I had a similar situation although it turned out to be something that fizzled out as quickly as it had started. I told him I was trying to conceive, and he put a little pressure on me to wait, but I also decided that no guy could be the right guy for me if he wasn’t prepared to be supportive of my choices and ultimately, be ok with adopting any child I had conceived via anonymous donor.

It turned out not to matter in my case, but I am glad I didn’t put anything on hold given how it all played out.

This thread continues on the SMC online Forum. If you’re not an SMC member yet,  join SMC to read more.


5 thoughts on “Guy vs. Baby”

  1. I just went through a similar situation —ie starting dating someone while trying and voila got pregnant on the first IUI with hormones. I really appreciate hearing these inspirational words, postivity and such commonalities among women. It feels like you are giving up one for the other or you cannot have it all sometimes but your words help.

  2. As I read all these comments and stories, I realize there are so many of us that just didn’t wait for “the man” to have a baby with. Let’s face it having a baby on your own is not ideal but do you give up your dream to be a mom because of circumstances of your life?
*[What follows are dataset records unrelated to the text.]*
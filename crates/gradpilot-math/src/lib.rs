//! Math primitives for gradpilot.
//!
//! Plain `f64` linear algebra goes through nalgebra aliases. Code that has to
//! stay differentiable uses [`V3`] and [`Quat`], which are generic over
//! [`gradpilot_diff::Scalar`].

pub mod quaternion;
pub mod vec3;

pub use quaternion::Quat;
pub use vec3::V3;

use nalgebra as na;

/// 3D vector alias.
pub type Vec3 = na::Vector3<f64>;
/// Dynamic vector.
pub type DVec = na::DVector<f64>;

/// Standard gravity (m/s²).
pub const GRAVITY: f64 = 9.81;
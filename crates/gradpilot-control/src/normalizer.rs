//! Per-feature input standardization.

use gradpilot_diff::Scalar;
use serde::{Deserialize, Serialize};

use crate::error::{ControlError, Result};

/// `x ↦ (x - mean) / std`, fitted on sampled controller inputs and stored
/// with the checkpoint.
#[derive(Debug, Clone, PartialEq, Serialize, Deserialize)]
pub struct Normalizer {
    pub mean: Vec<f64>,
    pub std: Vec<f64>,
}

impl Normalizer {
    pub fn identity(dim: usize) -> Self {
        Self {
            mean: vec![0.0; dim],
            std: vec![1.0; dim],
        }
    }

    /// Fit mean and standard deviation; each std is floored at `min_std` so
    /// constant features do not blow up.
    pub fn fit(samples: &[Vec<f64>], min_std: f64) -> Result<Self> {
        let first = samples.first().ok_or_else(|| {
            ControlError::InvalidConfig("cannot fit normalizer on no samples".into())
        })?;
        let dim = first.len();
        if let Some(bad) = samples.iter().find(|s| s.len() != dim) {
            return Err(ControlError::DimensionMismatch {
                what: "normalizer sample",
                expected: dim,
                got: bad.len(),
            });
        }

        let n = samples.len() as f64;
        let mut mean = vec![0.0; dim];
        for s in samples {
            for (m, x) in mean.iter_mut().zip(s) {
                *m += x / n;
            }
        }
        let mut var = vec![0.0; dim];
        for s in samples {
            for ((v, x), m) in var.iter_mut().zip(s).zip(&mean) {
                *v += (x - m).powi(2) / n;
            }
        }
        let std = var.into_iter().map(|v| v.sqrt().max(min_std)).collect();
        Ok(Self { mean, std })
    }

    pub fn dim(&self) -> usize {
        self.mean.len()
    }

    pub fn is_identity(&self) -> bool {
        self.mean.iter().all(|m| *m == 0.0) && self.std.iter().all(|s| *s == 1.0)
    }

    pub fn apply<S: Scalar>(&self, x: &[S]) -> Vec<S> {
        debug_assert_eq!(x.len(), self.dim());
        x.iter()
            .zip(self.mean.iter().zip(&self.std))
            .map(|(&v, (m, s))| (v - *m) * (1.0 / s))
            .collect()
    }
}

#[cfg(test)]
mod tests {
    use super::*;
    use approx::assert_relative_eq;

    #[test]
    fn test_fit_and_apply() {
        let samples = vec![vec![1.0, 5.0], vec![3.0, 5.0]];
        let n = Normalizer::fit(&samples, 0.1).unwrap();
        assert_relative_eq!(n.mean[0], 2.0);
        assert_relative_eq!(n.std[0], 1.0);
        // Constant feature: std floored.
        assert_relative_eq!(n.std[1], 0.1);
        let y = n.apply(&[3.0, 5.2]);
        assert_relative_eq!(y[0], 1.0);
        assert_relative_eq!(y[1], 2.0, epsilon = 1e-12);
    }

    #[test]
    fn test_fit_errors() {
        assert!(Normalizer::fit(&[], 0.1).is_err());
        assert!(Normalizer::fit(&[vec![1.0], vec![1.0, 2.0]], 0.1).is_err());
    }

    #[test]
    fn test_identity() {
        let n = Normalizer::identity(3);
        assert!(n.is_identity());
        assert_eq!(n.apply(&[1.0, -2.0, 3.0]), vec![1.0, -2.0, 3.0]);
    }
}
//! The `Dynamics` capability interface.

use std::ops::Range;

use gradpilot_diff::Scalar;

use crate::bounds::Bounds;
use crate::error::{ModelError, Result};

/// A vehicle's differentiable state transition.
///
/// Implementations must be closed-form and deterministic: the same inputs give
/// bit-identical outputs, and nothing inside [`Dynamics::advance`] branches on
/// state values except between identical formulas.
pub trait Dynamics: Send + Sync {
    /// Short identifier, stored in checkpoints.
    fn name(&self) -> &'static str;

    fn state_dim(&self) -> usize;

    fn control_dim(&self) -> usize {
        self.control_bounds().len()
    }

    /// Admissible range of each control channel.
    fn control_bounds(&self) -> &[Bounds];

    /// One integrator step. Dimensions are not checked.
    fn advance<S: Scalar>(&self, state: &[S], control: &[S], dt: f64) -> Vec<S>;

    /// Control that holds the vehicle at an equilibrium (e.g. hover thrust).
    fn nominal_control(&self) -> Vec<f64>;

    /// Per-component weights of the tracking error, `state_dim` long.
    fn error_weights(&self) -> &[f64];

    /// State indices holding the position, used for RMS position error.
    fn position_indices(&self) -> Range<usize>;

    /// Index of the first of four unit-quaternion components, if any.
    fn quaternion_offset(&self) -> Option<usize> {
        None
    }

    /// Per-component scale of initial-state perturbations; multiplied by
    /// the difficulty level's σ.
    fn perturbation_scale(&self) -> Vec<f64> {
        vec![1.0; self.state_dim()]
    }

    /// Checked transition: validates dimensions and timestep first.
    fn step<S: Scalar>(&self, state: &[S], control: &[S], dt: f64) -> Result<Vec<S>> {
        self.check_dims(state.len(), control.len())?;
        if !(dt.is_finite() && dt > 0.0) {
            return Err(ModelError::InvalidTimestep(dt));
        }
        Ok(self.advance(state, control, dt))
    }

    fn check_dims(&self, state_len: usize, control_len: usize) -> Result<()> {
        if state_len != self.state_dim() {
            return Err(ModelError::DimensionMismatch {
                what: "state",
                expected: self.state_dim(),
                got: state_len,
            });
        }
        if control_len != self.control_dim() {
            return Err(ModelError::DimensionMismatch {
                what: "control",
                expected: self.control_dim(),
                got: control_len,
            });
        }
        Ok(())
    }

    /// Weighted squared tracking error against a reference state.
    ///
    /// Quaternion blocks contribute `w·(1 - (q·q_ref)²)`, which is zero for
    /// both `q_ref` and `-q_ref`.
    fn tracking_error<S: Scalar>(&self, state: &[S], reference: &[f64]) -> S {
        let weights = self.error_weights();
        let quat = self.quaternion_offset();
        let mut err = state[0].constant_like(0.0);
        let mut i = 0;
        while i < state.len() {
            if Some(i) == quat {
                let dot = (0..4).fold(state[i].constant_like(0.0), |acc, k| {
                    acc + state[i + k] * reference[i + k]
                });
                err = err + (dot.square() * -1.0 + 1.0) * weights[i];
                i += 4;
            } else {
                if weights[i] != 0.0 {
                    err = err + (state[i] - reference[i]).square() * weights[i];
                }
                i += 1;
            }
        }
        err
    }

    /// Squared position distance between a state and a reference (plain values).
    fn position_error_sq(&self, state: &[f64], reference: &[f64]) -> f64 {
        self.position_indices()
            .map(|i| (state[i] - reference[i]).powi(2))
            .sum()
    }

    /// Project a plain state back onto its manifold (unit quaternion).
    fn normalize_state(&self, state: &mut [f64]) {
        if let Some(q) = self.quaternion_offset() {
            let norm = state[q..q + 4].iter().map(|c| c * c).sum::<f64>().sqrt();
            if norm > 1e-12 {
                state[q..q + 4].iter_mut().for_each(|c| *c /= norm);
            } else {
                state[q..q + 4].copy_from_slice(&[1.0, 0.0, 0.0, 0.0]);
            }
        }
    }
}
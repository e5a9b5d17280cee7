//! Analytic policy gradient training.
//!
//! The [`RolloutEngine`] unrolls controller and dynamics over a horizon on a
//! fresh tape and differentiates the tracking loss with respect to every
//! controller parameter. The [`CurriculumScheduler`] decides which
//! [`DifficultyLevel`] each iteration runs at, and the [`Trainer`] ties
//! sampling, batched gradients, step rules and evaluation together.

pub mod curriculum;
pub mod difficulty;
pub mod error;
pub mod events;
pub mod optimizer;
pub mod rollout;
pub mod sampler;
pub mod trainer;

pub use curriculum::{CurriculumConfig, CurriculumScheduler, Outcome, Transition};
pub use difficulty::{DifficultyLevel, LossWeights};
pub use error::{Result, RolloutError, TrainError};
pub use events::{
    ConsoleSink, EventSink, FanoutSink, JsonlSink, MemorySink, NoopSink, TrainingEvent,
};
pub use optimizer::{Adam, Momentum, Optimizer, OptimizerConfig, Sgd, StepRule, StepRuleKind};
pub use rollout::{BatchGradient, Rollout, RolloutEngine, RolloutGradient, StepRecord};
pub use sampler::{BatchSampler, RolloutTask, SamplerConfig, SegmentOrigin};
pub use trainer::{Trainer, TrainerConfig, TrainingSettings, TrainingSummary};
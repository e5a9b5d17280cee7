//! Error types for gradpilot-control.

use thiserror::Error;

#[derive(Debug, Error)]
pub enum ControlError {
    #[error("JSON error: {0}")]
    Json(#[from] serde_json::Error),

    #[error("IO error: {0}")]
    Io(#[from] std::io::Error),

    #[error("architecture mismatch: {0}")]
    ArchitectureMismatch(String),

    #[error("{what} has dimension {got}, expected {expected}")]
    DimensionMismatch {
        what: &'static str,
        expected: usize,
        got: usize,
    },

    #[error("unknown tensor: {0}")]
    UnknownTensor(String),

    #[error("invalid controller configuration: {0}")]
    InvalidConfig(String),
}

pub type Result<T> = std::result::Result<T, ControlError>;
If you live in a city such as NYC where the ratio of women to men is 3:1, good luck trying to find a great guy. I’m so glad so many women are not waiting, the joy of motherhood is amazing.

    Good for women.

  3. Omg baby all the way. A man can arrive later.. a bay cant! Also most men will run a mile if you mention babies on the first date.

  4. I dated two different men after I started the process of trying. I’m so glad that I didn’t stop. Neither relationship worked and delaying the dream of becoming a mom wasn’t worth it. Fast forward four years after my twin girls were born, I met a wonderful man and have been in a relationship for 3.5 years. He’s not a partner in raising my children yet because our lives are both crazy, but I have a best friend and lover, which is wonderful. It fits for us right now.

  5. If you are hoping to have a biological child at 42 there isn’t a moment to waste! If you are open to the idea of egg donation, you have more time. For me I asked myself when I’m sixty will I regret not doing this- my answer was yes. So, I dived into the deep end on my own and I’m so glad that I did!